-- Opening Marker --

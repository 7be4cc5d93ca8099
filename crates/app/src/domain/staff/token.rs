//! Staff token formatting and hashing.
//!
//! Tokens look like `bz_<64 hex chars>`. Only the SHA-256 digest of the full
//! token is ever stored.

use rand::{RngCore, rngs::OsRng};
use sha2::{Digest, Sha256};
use thiserror::Error;

pub const STAFF_TOKEN_PREFIX: &str = "bz_";

/// Number of random bytes in a token.
pub const STAFF_TOKEN_SECRET_BYTES: usize = 32;

const STAFF_TOKEN_HEX_CHARS: usize = STAFF_TOKEN_SECRET_BYTES * 2;

#[derive(Debug, Error, Clone, Copy, PartialEq, Eq)]
pub enum StaffTokenError {
    #[error("staff token format is invalid")]
    InvalidFormat,
}

#[must_use]
pub fn generate_staff_token() -> String {
    let mut secret = [0_u8; STAFF_TOKEN_SECRET_BYTES];

    OsRng.fill_bytes(&mut secret);

    format!("{STAFF_TOKEN_PREFIX}{}", encode_hex(&secret))
}

/// Check the token's shape before it is hashed and looked up.
///
/// # Errors
///
/// Returns [`StaffTokenError::InvalidFormat`] unless the token is the prefix
/// followed by exactly 64 lowercase hex characters.
pub fn parse_staff_token(token: &str) -> Result<&str, StaffTokenError> {
    let secret = token
        .strip_prefix(STAFF_TOKEN_PREFIX)
        .ok_or(StaffTokenError::InvalidFormat)?;

    let well_formed = secret.len() == STAFF_TOKEN_HEX_CHARS
        && secret
            .bytes()
            .all(|byte| byte.is_ascii_digit() || (b'a'..=b'f').contains(&byte));

    if well_formed {
        Ok(token)
    } else {
        Err(StaffTokenError::InvalidFormat)
    }
}

/// Storage verifier for a token.
#[must_use]
pub fn hash_staff_token(token: &str) -> String {
    encode_hex(&Sha256::digest(token.as_bytes()))
}

fn encode_hex(bytes: &[u8]) -> String {
    bytes.iter().map(|byte| format!("{byte:02x}")).collect()
}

-- Closing Marker --

### What the task asks
Give every entry again, exactly as it reads.

### Task response
repository 7be4cc5d93ca8099
filename crates/app/src/domain/staff/token.rs
//! Staff token formatting and hashing.
//!
//! Tokens look like `bz_<64 hex chars>`. Only the SHA-256 digest of the full
//! token is ever stored.

use rand::{RngCore, rngs::OsRng};
use sha2::{Digest, Sha256};
use thiserror::Error;

pub const STAFF_TOKEN_PREFIX: &str = "bz_";

/// Number of random bytes in a token.
pub const STAFF_TOKEN_SECRET_BYTES: usize = 32;

const STAFF_TOKEN_HEX_CHARS: usize = STAFF_TOKEN_SECRET_BYTES * 2;

#[derive(Debug, Error, Clone, Copy, PartialEq, Eq)]
pub enum StaffTokenError {
    #[error("staff token format is invalid")]
    InvalidFormat,
}

#[must_use]
pub fn generate_staff_token() -> String {
    let mut secret = [0_u8; STAFF_TOKEN_SECRET_BYTES];

    OsRng.fill_bytes(&mut secret);

    format!("{STAFF_TOKEN_PREFIX}{}", encode_hex(&secret))
}

/// Check the token's shape before it is hashed and looked up.
///
/// # Errors
///
/// Returns [`StaffTokenError::InvalidFormat`] unless the token is the prefix
/// followed by exactly 64 lowercase hex characters.
pub fn parse_staff_token(token: &str) -> Result<&str, StaffTokenError> {
    let secret = token
        .strip_prefix(STAFF_TOKEN_PREFIX)
        .ok_or(StaffTokenError::InvalidFormat)?;

    let well_formed = secret.len() == STAFF_TOKEN_HEX_CHARS
        && secret
            .bytes()
            .all(|byte| byte.is_ascii_digit() || (b'a'..=b'f').contains(&byte));

    if well_formed {
        Ok(token)
    } else {
        Err(StaffTokenError::InvalidFormat)
    }
}

/// Storage verifier for a token.
#[must_use]
pub fn hash_staff_token(token: &str) -> String {
    encode_hex(&Sha256::digest(token.as_bytes()))
}

fn encode_hex(bytes: &[u8]) -> String {
    bytes.iter().map(|byte| format!("{byte:02x}")).collect()
}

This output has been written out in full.